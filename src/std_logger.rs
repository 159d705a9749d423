use chrono::Local;
use log::{max_level, Level, LevelFilter, Metadata, Record, SetLoggerError};

/// Timestamped stdout logger. Below `Info` only this crate's records pass,
/// so dependency chatter stays out of debug output.
pub struct StdLogger;

static LOGGER: StdLogger = StdLogger;

impl log::Log for StdLogger {
  fn enabled(&self, metadata: &Metadata) -> bool {
    metadata.level() <= max_level()
      && (metadata.level() <= Level::Info || metadata.target().starts_with(env!("CARGO_CRATE_NAME")))
  }

  fn log(&self, record: &Record) {
    if self.enabled(record.metadata()) {
      let time_str = Local::now().format("%Y-%m-%dT%H:%M:%S%.3f");
      println!("{0} {1:<5} {2}: {3}", time_str, record.level(), record.target(), record.args())
    }
  }

  fn flush(&self) {}
}

pub fn init(level: LevelFilter) -> Result<(), SetLoggerError> {
  log::set_logger(&LOGGER)?;
  log::set_max_level(level);

  Ok(())
}

pub fn level_for(debug: bool) -> LevelFilter {
  if debug {
    LevelFilter::Debug
  } else {
    LevelFilter::Info
  }
}
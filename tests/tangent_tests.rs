mod support;

use gearsketch::{
    arm::{Convergence, SolverOptions, Tangency, TangentArcSolver},
    float_types::Real,
};
use support::approx_eq;

/// `a(v) − b(v)` evaluated from scratch.
fn mismatch(r1: Real, r2: Real, p: Real, t: Real, u: Real, v: Real) -> Real {
    let a = r1 - (u * u + (p - v) * (p - v)).sqrt();
    let b = r2 - (u * u + (t - v) * (t - v)).sqrt();
    a - b
}

#[test]
fn symmetric_circles_meet_halfway() {
    let tangency = TangentArcSolver::default().solve(10.0, 10.0, 10.0, 0.0, 5.0).unwrap();
    let s = tangency.solution().expect("25 < 100, so a tangent circle exists");
    assert!(approx_eq(s.vertical_center(), 5.0, 1e-9));
    assert!(approx_eq(s.radius, 2.9289, 1e-4));
    assert!(approx_eq(s.upper_point.x, 7.0711, 1e-4));
    assert!(approx_eq(s.upper_point.y, 2.9289, 1e-4));
    assert!(approx_eq(s.lower_point.x, 7.0711, 1e-4));
    assert!(approx_eq(s.lower_point.y, 7.0711, 1e-4));
    assert!(s.is_converged());
}

#[test]
fn residual_is_tight_across_arm_shapes() {
    let solver = TangentArcSolver::default();
    let shapes: [(Real, Real, Real, Real); 4] = [
        (40.0, 10.0, -30.0, -100.0),
        (20.0, 5.0, -10.0, -40.0),
        (60.0, 30.0, -5.0, -80.0),
        (15.0, 2.0, -20.0, -25.0),
    ];
    for (p, q, s, t) in shapes {
        let (r1, r2) = (p - s, q - t);
        for k in 1..20 {
            for sign in [1.0, -1.0] {
                let u = sign * k as Real * r1.min(r2) * 0.045;
                let tangency = solver.solve(r1, r2, p, t, u).unwrap();
                let solution = tangency.solution().expect("offset inside both circles");
                let v = solution.vertical_center();
                assert!(
                    mismatch(r1, r2, p, t, u, v).abs() < 1e-9,
                    "p={p} q={q} s={s} t={t} u={u}"
                );
                assert_eq!(solution.center.x, u);
            }
        }
    }
}

#[test]
fn no_solution_exactly_when_offset_exceeds_a_radius() {
    let solver = TangentArcSolver::default();
    let (r1, r2, p, t) = (70.0, 110.0, 40.0, -100.0);
    for u in [-120.0, -110.5, -70.5, -40.0, 0.5, 40.0, 69.9, 70.0, 70.1, 111.0] {
        let tangency = solver.solve(r1, r2, p, t, u).unwrap();
        let impossible = u * u > r1 * r1 || u * u > r2 * r2;
        assert_eq!(tangency == Tangency::NoSolution, impossible, "u={u}");
    }
}

#[test]
fn arm_ends_converge_in_a_few_iterations() {
    let solver = TangentArcSolver::default();
    for (u, radius, v) in [(40.0, 8.50017, -6.71433), (-20.0, 16.9551, -9.13003)] {
        let tangency = solver.solve(70.0, 110.0, 40.0, -100.0, u).unwrap();
        let s = tangency.solution().unwrap();
        assert!(approx_eq(s.radius, radius, 1e-4));
        assert!(approx_eq(s.vertical_center(), v, 1e-4));
        assert!(s.iterations <= 4);
        assert_eq!(s.convergence, Convergence::Residual);
    }
}

#[test]
fn solve_is_deterministic() {
    let solver = TangentArcSolver::new(SolverOptions::default()).unwrap();
    let a = solver.solve(20.0, 15.0, 12.0, -5.0, 7.0).unwrap();
    let b = solver.solve(20.0, 15.0, 12.0, -5.0, 7.0).unwrap();
    assert_eq!(a, b);
    let s = a.solution().unwrap();
    assert!(approx_eq(s.radius, 6.27992, 1e-4));
    assert!(approx_eq(s.vertical_center(), 0.19998, 1e-4));
}

#[test]
fn solutions_are_finite_and_converged_only_when_tangent() {
    let solver = TangentArcSolver::default();
    for (r1, r2) in [(10.0, 10.0), (10.0, 5.0), (30.0, 12.0)] {
        for (p, t) in [(0.0, 0.0), (4.0, 4.0), (10.0, 0.0), (0.0, -1e-3)] {
            for u in [0.0, 1e-9, 3.0, -4.5] {
                let Ok(tangency) = solver.solve(r1, r2, p, t, u) else {
                    // only a center landing on a bounding center is refused
                    assert_eq!(p, t, "r1={r1} r2={r2} p={p} t={t} u={u}");
                    continue;
                };
                let Some(s) = tangency.solution() else { continue };
                assert!(s.radius.is_finite() && s.center.y.is_finite());
                assert!(s.residual.is_finite());
                if s.is_converged() {
                    assert!(mismatch(r1, r2, p, t, u, s.vertical_center()).abs() < 1e-9);
                }
            }
        }
    }
}

#[test]
fn concentric_circles_are_refused_or_flagged() {
    let solver = TangentArcSolver::default();
    assert!(solver.solve(10.0, 10.0, 0.0, 0.0, 0.0).is_err());

    let tangency = solver.solve(10.0, 5.0, 0.0, 0.0, 3.0).unwrap();
    let s = tangency.solution().unwrap();
    assert_eq!(s.convergence, Convergence::FlatDerivative);
    assert!(approx_eq(s.residual, 5.0, 1e-12));
    assert!(!s.is_converged());
}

★ ★ ★ ★

All of the data should be retyped exactly.

filename src/std_logger.rs
repository 159d705a9749d423
use chrono::Local;
use log::{max_level, Level, LevelFilter, Metadata, Record, SetLoggerError};

/// Timestamped stdout logger. Below `Info` only this crate's records pass,
/// so dependency chatter stays out of debug output.
pub struct StdLogger;

static LOGGER: StdLogger = StdLogger;

impl log::Log for StdLogger {
  fn enabled(&self, metadata: &Metadata) -> bool {
    metadata.level() <= max_level()
      && (metadata.level() <= Level::Info || metadata.target().starts_with(env!("CARGO_CRATE_NAME")))
  }

  fn log(&self, record: &Record) {
    if self.enabled(record.metadata()) {
      let time_str = Local::now().format("%Y-%m-%dT%H:%M:%S%.3f");
      println!("{0} {1:<5} {2}: {3}", time_str, record.level(), record.target(), record.args())
    }
  }

  fn flush(&self) {}
}

pub fn init(level: LevelFilter) -> Result<(), SetLoggerError> {
  log::set_logger(&LOGGER)?;
  log::set_max_level(level);

  Ok(())
}

pub fn level_for(debug: bool) -> LevelFilter {
  if debug {
    LevelFilter::Debug
  } else {
    LevelFilter::Info
  }
}
filename tests/tangent_tests.rs
mod support;

use gearsketch::{
    arm::{Convergence, SolverOptions, Tangency, TangentArcSolver},
    float_types::Real,
};
use support::approx_eq;

/// `a(v) − b(v)` evaluated from scratch.
fn mismatch(r1: Real, r2: Real, p: Real, t: Real, u: Real, v: Real) -> Real {
    let a = r1 - (u * u + (p - v) * (p - v)).sqrt();
    let b = r2 - (u * u + (t - v) * (t - v)).sqrt();
    a - b
}

#[test]
fn symmetric_circles_meet_halfway() {
    let tangency = TangentArcSolver::default().solve(10.0, 10.0, 10.0, 0.0, 5.0).unwrap();
    let s = tangency.solution().expect("25 < 100, so a tangent circle exists");
    assert!(approx_eq(s.vertical_center(), 5.0, 1e-9));
    assert!(approx_eq(s.radius, 2.9289, 1e-4));
    assert!(approx_eq(s.upper_point.x, 7.0711, 1e-4));
    assert!(approx_eq(s.upper_point.y, 2.9289, 1e-4));
    assert!(approx_eq(s.lower_point.x, 7.0711, 1e-4));
    assert!(approx_eq(s.lower_point.y, 7.0711, 1e-4));
    assert!(s.is_converged());
}

#[test]
fn residual_is_tight_across_arm_shapes() {
    let solver = TangentArcSolver::default();
    let shapes: [(Real, Real, Real, Real); 4] = [
        (40.0, 10.0, -30.0, -100.0),
        (20.0, 5.0, -10.0, -40.0),
        (60.0, 30.0, -5.0, -80.0),
        (15.0, 2.0, -20.0, -25.0),
    ];
    for (p, q, s, t) in shapes {
        let (r1, r2) = (p - s, q - t);
        for k in 1..20 {
            for sign in [1.0, -1.0] {
                let u = sign * k as Real * r1.min(r2) * 0.045;
                let tangency = solver.solve(r1, r2, p, t, u).unwrap();
                let solution = tangency.solution().expect("offset inside both circles");
                let v = solution.vertical_center();
                assert!(
                    mismatch(r1, r2, p, t, u, v).abs() < 1e-9,
                    "p={p} q={q} s={s} t={t} u={u}"
                );
                assert_eq!(solution.center.x, u);
            }
        }
    }
}

#[test]
fn no_solution_exactly_when_offset_exceeds_a_radius() {
    let solver = TangentArcSolver::default();
    let (r1, r2, p, t) = (70.0, 110.0, 40.0, -100.0);
    for u in [-120.0, -110.5, -70.5, -40.0, 0.5, 40.0, 69.9, 70.0, 70.1, 111.0] {
        let tangency = solver.solve(r1, r2, p, t, u).unwrap();
        let impossible = u * u > r1 * r1 || u * u > r2 * r2;
        assert_eq!(tangency == Tangency::NoSolution, impossible, "u={u}");
    }
}

#[test]
fn arm_ends_converge_in_a_few_iterations() {
    let solver = TangentArcSolver::default();
    for (u, radius, v) in [(40.0, 8.50017, -6.71433), (-20.0, 16.9551, -9.13003)] {
        let tangency = solver.solve(70.0, 110.0, 40.0, -100.0, u).unwrap();
        let s = tangency.solution().unwrap();
        assert!(approx_eq(s.radius, radius, 1e-4));
        assert!(approx_eq(s.vertical_center(), v, 1e-4));
        assert!(s.iterations <= 4);
        assert_eq!(s.convergence, Convergence::Residual);
    }
}

#[test]
fn solve_is_deterministic() {
    let solver = TangentArcSolver::new(SolverOptions::default()).unwrap();
    let a = solver.solve(20.0, 15.0, 12.0, -5.0, 7.0).unwrap();
    let b = solver.solve(20.0, 15.0, 12.0, -5.0, 7.0).unwrap();
    assert_eq!(a, b);
    let s = a.solution().unwrap();
    assert!(approx_eq(s.radius, 6.27992, 1e-4));
    assert!(approx_eq(s.vertical_center(), 0.19998, 1e-4));
}

#[test]
fn solutions_are_finite_and_converged_only_when_tangent() {
    let solver = TangentArcSolver::default();
    for (r1, r2) in [(10.0, 10.0), (10.0, 5.0), (30.0, 12.0)] {
        for (p, t) in [(0.0, 0.0), (4.0, 4.0), (10.0, 0.0), (0.0, -1e-3)] {
            for u in [0.0, 1e-9, 3.0, -4.5] {
                let Ok(tangency) = solver.solve(r1, r2, p, t, u) else {
                    // only a center landing on a bounding center is refused
                    assert_eq!(p, t, "r1={r1} r2={r2} p={p} t={t} u={u}");
                    continue;
                };
                let Some(s) = tangency.solution() else { continue };
                assert!(s.radius.is_finite() && s.center.y.is_finite());
                assert!(s.residual.is_finite());
                if s.is_converged() {
                    assert!(mismatch(r1, r2, p, t, u, s.vertical_center()).abs() < 1e-9);
                }
            }
        }
    }
}

#[test]
fn concentric_circles_are_refused_or_flagged() {
    let solver = TangentArcSolver::default();
    assert!(solver.solve(10.0, 10.0, 0.0, 0.0, 0.0).is_err());

    let tangency = solver.solve(10.0, 5.0, 0.0, 0.0, 3.0).unwrap();
    let s = tangency.solution().unwrap();
    assert_eq!(s.convergence, Convergence::FlatDerivative);
    assert!(approx_eq(s.residual, 5.0, 1e-12));
    assert!(!s.is_converged());
}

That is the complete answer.